use std::{fs, fs::File, path::Path};

use cifar_aug_image::{Image, ImageSize};
use png::{BitDepth, ColorType, Decoder, Encoder};

use crate::error::IoError;

/// Read a PNG image with a three channels (rgb8).
///
/// The interleaved pixels of the file are split into planes.
///
/// # Arguments
///
/// * `file_path` - The path to the PNG file.
///
/// # Returns
///
/// A RGB image with three channels (rgb8).
pub fn read_image_png_rgb8(file_path: impl AsRef<Path>) -> Result<Image<u8, 3>, IoError> {
    let (buf, size) = read_png_impl(file_path)?;
    Ok(Image::from_interleaved(size.into(), &buf)?)
}

/// Writes the given planar image as an 8-bit RGB PNG file.
///
/// # Arguments
///
/// - `file_path` - The path to the PNG image.
/// - `image` - The planar image to save.
pub fn write_image_png_rgb8(
    file_path: impl AsRef<Path>,
    image: &Image<u8, 3>,
) -> Result<(), IoError> {
    write_png_impl(
        file_path,
        &image.to_interleaved(),
        image.size(),
        BitDepth::Eight,
        ColorType::Rgb,
    )
}

// utility function to read the png file
fn read_png_impl(file_path: impl AsRef<Path>) -> Result<(Vec<u8>, [usize; 2]), IoError> {
    // verify the file exists
    let file_path = file_path.as_ref();
    if !file_path.exists() {
        return Err(IoError::FileDoesNotExist(file_path.to_path_buf()));
    }

    // verify the file extension
    if let Some(extension) = file_path.extension() {
        if extension != "png" {
            return Err(IoError::InvalidFileExtension(file_path.to_path_buf()));
        }
    } else {
        return Err(IoError::InvalidFileExtension(file_path.to_path_buf()));
    }

    let file = fs::File::open(file_path)?;
    let mut reader = Decoder::new(file)
        .read_info()
        .map_err(|e| IoError::PngDecodeError(e.to_string()))?;

    let mut buf = vec![0; reader.output_buffer_size()];
    let info = reader
        .next_frame(&mut buf)
        .map_err(|e| IoError::PngDecodeError(e.to_string()))?;
    buf.truncate(info.buffer_size());

    Ok((buf, [info.width as usize, info.height as usize]))
}

fn write_png_impl(
    file_path: impl AsRef<Path>,
    image_data: &[u8],
    image_size: ImageSize,
    // Make sure you set `depth` correctly
    depth: BitDepth,
    color_type: ColorType,
) -> Result<(), IoError> {
    let file = File::create(file_path)?;

    let mut encoder = Encoder::new(file, image_size.width as u32, image_size.height as u32);
    encoder.set_color(color_type);
    encoder.set_depth(depth);

    let mut writer = encoder
        .write_header()
        .map_err(|e| IoError::PngEncodingError(e.to_string()))?;
    writer
        .write_image_data(image_data)
        .map_err(|e| IoError::PngEncodingError(e.to_string()))?;
    Ok(())
}

#[cfg(test)]
mod tests {
    use super::*;
    use cifar_aug_image::{CifarImage, CIFAR_IMAGE_SIZE};
    use std::fs::create_dir_all;

    #[test]
    fn write_read_png_rgb8() -> Result<(), IoError> {
        let tmp_dir = tempfile::tempdir()?;
        create_dir_all(tmp_dir.path())?;

        let file_path = tmp_dir.path().join("example.png");
        let data = (0..3 * 32 * 32).map(|i| (i % 256) as u8).collect();
        let image = CifarImage::new(CIFAR_IMAGE_SIZE, data)?;
        write_image_png_rgb8(&file_path, &image)?;
        assert!(file_path.exists(), "File does not exist: {:?}", file_path);

        let image_back = read_image_png_rgb8(&file_path)?;
        assert_eq!(image_back.cols(), 32);
        assert_eq!(image_back.rows(), 32);
        assert_eq!(image_back.num_channels(), 3);
        assert_eq!(image_back, image);

        Ok(())
    }

    #[test]
    fn read_png_invalid_extension() -> Result<(), IoError> {
        let tmp_dir = tempfile::tempdir()?;
        let file_path = tmp_dir.path().join("example.jpg");
        fs::write(&file_path, b"not a png")?;

        let res = read_image_png_rgb8(&file_path);
        assert!(matches!(res, Err(IoError::InvalidFileExtension(_))));
        Ok(())
    }
}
——
_AIM OF THE TASK_: Search the entries above for "InvalidFileExtension". Show every line that has it.

_THE COMPLETED TASK_:
            return Err(IoError::InvalidFileExtension(file_path.to_path_buf()));
        return Err(IoError::InvalidFileExtension(file_path.to_path_buf()));
        assert!(matches!(res, Err(IoError::InvalidFileExtension(_))));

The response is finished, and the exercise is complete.